▶ [PROBLEM DETAILS]: From the entries below, copy every line that has the word "WithdrawalIndex".

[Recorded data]

#![no_main]
use libfuzzer_sys::fuzz_target;

use beacon_consensus_types::{ForkVersion, SignedBeaconBlock, VersionedSsz};

// First byte picks the fork, the rest is the signed block.
fuzz_target!(|data: &[u8]| {
    let Some((&sel, bytes)) = data.split_first() else { return };
    let forks = [
        ForkVersion::Deneb,
        ForkVersion::Deneb1,
        ForkVersion::Electra,
        ForkVersion::Electra1,
    ];
    let version = forks[usize::from(sel) % forks.len()];

    if let Ok(block) = SignedBeaconBlock::from_ssz_bytes(bytes, version) {
        let enc = block.ssz_bytes().expect("decoded block re-encodes");
        assert_eq!(enc, bytes, "accepted a non-canonical encoding");
        let again = SignedBeaconBlock::from_ssz_bytes(&enc, version).expect("re-decode");
        assert_eq!(block.hash_tree_root().ok(), again.hash_tree_root().ok(), "root mismatch");
    }
});
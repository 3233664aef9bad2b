use std::fmt;

use crate::decode::{read_fixed, Decode};
use crate::encode::{Encode, StaticSsz};
use crate::error::Result;
use crate::hash::HashTreeRoot;
use crate::merkle::Root;

/// Fixed-width byte string for widths the standard library gives no
/// `Default` for (public keys, signatures, blooms).
#[derive(Clone, Copy, PartialEq, Eq, Hash)]
pub struct FixedBytes<const N: usize>(pub [u8; N]);

impl<const N: usize> FixedBytes<N> {
    pub const ZERO: Self = Self([0u8; N]);

    #[inline]
    pub const fn new(bytes: [u8; N]) -> Self {
        Self(bytes)
    }

    /// Repeat one byte across the whole width.
    #[inline]
    pub const fn repeat_byte(b: u8) -> Self {
        Self([b; N])
    }

    #[inline]
    pub fn as_bytes(&self) -> &[u8; N] {
        &self.0
    }

    #[inline]
    pub fn is_zero(&self) -> bool {
        self.0.iter().all(|b| *b == 0)
    }
}

impl<const N: usize> Default for FixedBytes<N> {
    fn default() -> Self {
        Self::ZERO
    }
}

impl<const N: usize> From<[u8; N]> for FixedBytes<N> {
    fn from(bytes: [u8; N]) -> Self {
        Self(bytes)
    }
}

impl<const N: usize> AsRef<[u8]> for FixedBytes<N> {
    fn as_ref(&self) -> &[u8] {
        &self.0
    }
}

impl<const N: usize> fmt::Debug for FixedBytes<N> {
    fn fmt(&self, f: &mut fmt::Formatter<'_>) -> fmt::Result {
        write!(f, "0x{}", hex::encode(self.0))
    }
}

impl<const N: usize> fmt::Display for FixedBytes<N> {
    fn fmt(&self, f: &mut fmt::Formatter<'_>) -> fmt::Result {
        fmt::Debug::fmt(self, f)
    }
}

impl<const N: usize> Encode for FixedBytes<N> {
    #[inline]
    fn ssz_size(&self) -> usize {
        N
    }
    #[inline]
    fn ssz_write(&self, out: &mut Vec<u8>) -> Result<()> {
        out.extend_from_slice(&self.0);
        Ok(())
    }
}

impl<const N: usize> Decode for FixedBytes<N> {
    #[inline]
    fn ssz_read(input: &[u8]) -> Result<Self> {
        read_fixed(input).map(Self)
    }
}

impl<const N: usize> StaticSsz for FixedBytes<N> {
    const SSZ_SIZE: usize = N;
}

impl<const N: usize> HashTreeRoot for FixedBytes<N> {
    #[inline]
    fn hash_tree_root(&self) -> Result<Root> {
        self.0.hash_tree_root()
    }
}

#[cfg(test)]
mod tests {
    use super::*;

    #[test]
    fn debug_is_hex() {
        let b = FixedBytes::<4>::new([0xde, 0xad, 0xbe, 0xef]);
        assert_eq!(format!("{b:?}"), "0xdeadbeef");
        assert!(FixedBytes::<96>::default().is_zero());
        assert!(!FixedBytes::<48>::repeat_byte(1).is_zero());
    }
}
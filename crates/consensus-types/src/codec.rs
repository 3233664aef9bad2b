use beacon_ssz::Root;

use crate::error::{decode_rejected, encode_rejected, Result};
use crate::version::ForkVersion;

/// SSZ for fork-versioned objects.
///
/// The version is stored on the value when it is built and must be passed
/// explicitly when decoding; it is never inferred from the bytes. Size,
/// encode and root all branch on `self.version()`.
pub trait VersionedSsz: Sized {
    const TYPE_NAME: &'static str;

    fn version(&self) -> ForkVersion;

    fn ssz_size(&self) -> usize;

    fn ssz_write(&self, out: &mut Vec<u8>) -> Result<()>;

    /// Decode exactly `bytes` under `version`, including post-decode checks.
    fn ssz_read_versioned(bytes: &[u8], version: ForkVersion) -> Result<Self>;

    fn hash_tree_root(&self) -> Result<Root>;

    fn ssz_bytes(&self) -> Result<Vec<u8>> {
        let size = self.ssz_size();
        let mut out = Vec::with_capacity(size);
        self.ssz_write(&mut out)
            .map_err(|e| encode_rejected(Self::TYPE_NAME, e))?;
        debug_assert_eq!(out.len(), size, "{} size pass disagrees", Self::TYPE_NAME);
        Ok(out)
    }

    /// Entry point for untrusted input: decode and record any rejection.
    fn from_ssz_bytes(bytes: &[u8], version: ForkVersion) -> Result<Self> {
        Self::ssz_read_versioned(bytes, version).map_err(|e| decode_rejected(Self::TYPE_NAME, e))
    }
}
use beacon_ssz::{hash, list, ContainerDecoder, ContainerEncoder, FieldHasher, HashTreeRoot, Root};

use crate::codec::VersionedSsz;
use crate::constants::{
    BEACON_STATE_DENEB_SIZE, BEACON_STATE_ELECTRA_SIZE, EPOCHS_PER_HISTORICAL_VECTOR,
    PENDING_PARTIAL_WITHDRAWALS_LIMIT, SLOTS_PER_HISTORICAL_ROOT, VALIDATOR_REGISTRY_LIMIT,
};
use crate::error::{Error, Result};
use crate::eth1_data::Eth1Data;
use crate::fork::Fork;
use crate::header::BeaconBlockHeader;
use crate::payload_header::ExecutionPayloadHeader;
use crate::primitives::{Epoch, Gwei, Slot, ValidatorIndex, WithdrawalIndex};
use crate::validator::Validator;
use crate::version::{ensure_same, ensure_supported, ForkVersion};
use crate::withdrawal::{pending_balance_to_withdraw, PendingPartialWithdrawal};

type CombineRoots = fn(&[FieldHasher<'_, Error>]) -> Result<Root>;

/// Chain state.
///
/// Roots, validators, balances and slashings are bounded lists rather than
/// fixed vectors, so a fresh state encodes small. The pending partial
/// withdrawal queue exists from Electra and must stay empty before.
#[derive(Clone, Debug, PartialEq, Eq)]
pub struct BeaconState {
    version: ForkVersion,
    pub genesis_validators_root: Root,
    pub slot: Slot,
    pub fork: Fork,
    pub latest_block_header: BeaconBlockHeader,
    pub block_roots: Vec<Root>,
    pub state_roots: Vec<Root>,
    pub eth1_data: Eth1Data,
    pub eth1_deposit_index: u64,
    pub latest_execution_payload_header: ExecutionPayloadHeader,
    pub validators: Vec<Validator>,
    pub balances: Vec<Gwei>,
    pub randao_mixes: Vec<Root>,
    pub next_withdrawal_index: WithdrawalIndex,
    pub next_withdrawal_validator_index: ValidatorIndex,
    pub slashings: Vec<Gwei>,
    pub total_slashing: Gwei,
    pending_partial_withdrawals: Vec<PendingPartialWithdrawal>,
}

▶ [EXPECTED OUTPUT]:
use crate::primitives::{Epoch, Gwei, Slot, ValidatorIndex, WithdrawalIndex};
    pub next_withdrawal_index: WithdrawalIndex,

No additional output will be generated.